Comment by fredoralive
Comment by fredoralive a day ago
Film can definitely wear badly, like there’s some 1970s colour stock that just fades into nothingness.
80s movies would be near universally film, mostly 35mm.
TV is complicated, US network TV would also be film (again, mostly 35mm), but the mid 1980s saw the start of a transition to doing editing and other post production on SD videotape, a situation that lasted until the late 90s / early 2000s and HDTV becoming common. You can go back and redo post from the raw film, like Star Trek TNG, but that takes a lot of effort so only big shows have had it done. Other places like the UK often used SD video for more things barring “prestige” shows (and even then they tended to 16mm) so those will be stuck in SD.

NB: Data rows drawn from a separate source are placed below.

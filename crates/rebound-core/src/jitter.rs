//! Sources of uniform randomness consumed by backoff strategies.
//!
//! A strategy draws exactly one sample per delay computation. Sources must be
//! usable from several threads at once: a strategy value may be shared and
//! queried concurrently.

use std::sync::{Arc, Mutex};

use rand::{Rng, SeedableRng, rngs::StdRng};

/// Largest `f64` strictly below `1.0`.
const BELOW_ONE: f64 = 1.0 - f64::EPSILON / 2.0;

/// Uniform random number source over `[0, 1)`.
pub trait JitterSource: Send + Sync {
    /// Draws one sample in `[0, 1)`.
    fn sample(&self) -> f64;
}

/// Draws from the calling thread's generator (`rand::thread_rng`).
///
/// Each thread owns its generator, so concurrent draws never contend.
#[derive(Debug, Default, Clone, Copy, PartialEq, Eq)]
pub struct ThreadJitter;

impl JitterSource for ThreadJitter {
    #[inline]
    fn sample(&self) -> f64 {
        rand::thread_rng().gen_range(0.0..1.0)
    }
}

/// Always yields the same sample.
///
/// Values outside `[0, 1)` are clamped into range, `NaN` becomes `0.0`.
#[derive(Debug, Default, Clone, Copy, PartialEq)]
pub struct FixedJitter(f64);

impl FixedJitter {
    pub fn new(sample: f64) -> Self {
        if sample.is_nan() {
            return Self(0.0);
        }
        Self(sample.clamp(0.0, BELOW_ONE))
    }

    /// The lowest possible draw; jitter never reduces the exponent.
    pub fn min() -> Self {
        Self(0.0)
    }

    /// The highest possible draw; jitter takes its full configured bound.
    pub fn max() -> Self {
        Self(BELOW_ONE)
    }

    pub fn value(&self) -> f64 {
        self.0
    }
}

impl JitterSource for FixedJitter {
    #[inline]
    fn sample(&self) -> f64 {
        self.0
    }
}

/// Reproducible sample stream from a seeded [`StdRng`].
///
/// Clones share the same stream: strategies derived through `next`/`reset`
/// keep drawing from where their ancestor left off.
#[derive(Debug, Clone)]
pub struct SeededJitter {
    rng: Arc<Mutex<StdRng>>,
}

impl SeededJitter {
    pub fn new(seed: u64) -> Self {
        Self {
            rng: Arc::new(Mutex::new(StdRng::seed_from_u64(seed))),
        }
    }
}

impl JitterSource for SeededJitter {
    fn sample(&self) -> f64 {
        match self.rng.lock() {
            Ok(mut rng) => rng.gen_range(0.0..1.0),
            Err(poisoned) => poisoned.into_inner().gen_range(0.0..1.0),
        }
    }
}

impl<J: JitterSource + ?Sized> JitterSource for Arc<J> {
    #[inline]
    fn sample(&self) -> f64 {
        (**self).sample()
    }
}

#[cfg(test)]
mod tests {
    use super::*;

    fn in_range(v: f64) -> bool {
        (0.0..1.0).contains(&v)
    }

    #[test]
    fn thread_jitter_stays_in_unit_interval() {
        let src = ThreadJitter;
        for _ in 0..1_000 {
            let v = src.sample();
            assert!(in_range(v), "sample out of range: {v}");
        }
    }

    #[test]
    fn fixed_jitter_clamps_input() {
        assert_eq!(FixedJitter::new(0.25).sample(), 0.25);
        assert_eq!(FixedJitter::new(-3.0).sample(), 0.0);
        assert_eq!(FixedJitter::new(f64::NAN).sample(), 0.0);

        let high = FixedJitter::new(1.0).sample();
        assert!(in_range(high), "1.0 must be clamped below one, got {high}");
        assert_eq!(high, FixedJitter::max().value());
    }

    #[test]
    fn seeded_jitter_is_reproducible() {
        let a = SeededJitter::new(42);
        let b = SeededJitter::new(42);

        let xs: Vec<f64> = (0..16).map(|_| a.sample()).collect();
        let ys: Vec<f64> = (0..16).map(|_| b.sample()).collect();

        assert_eq!(xs, ys);
        assert!(xs.iter().copied().all(in_range));
    }

    #[test]
    fn seeded_jitter_clones_share_stream() {
        let a = SeededJitter::new(7);
        let b = a.clone();
        let reference = SeededJitter::new(7);

        let first = a.sample();
        let second = b.sample();

        assert_eq!(first, reference.sample());
        assert_eq!(second, reference.sample());
    }

    #[test]
    fn arc_forwards_to_inner_source() {
        let shared: Arc<dyn JitterSource> = Arc::new(FixedJitter::new(0.5));
        assert_eq!(shared.sample(), 0.5);
    }
}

The end result of a modern film "transfers" looks so good that people massively the amount of effort that went into the restoration.
The color has always faded. They have to color-grade it back to what they think it originally looked like, though it's more common to use artistic license what they it was originally intended to look like. Artistic interpretation always leaks in, and it will never match what someone saw in the theatre (and there was massive variation between prints even when they were brand new).
At least with TV shows like TNG, we have the tapes to use as a reasonably solid reference for what color was actually broadcast.
And then there is scratch and dust removal. They do so much in-painting to get the clean result that we associate with 35mm film today.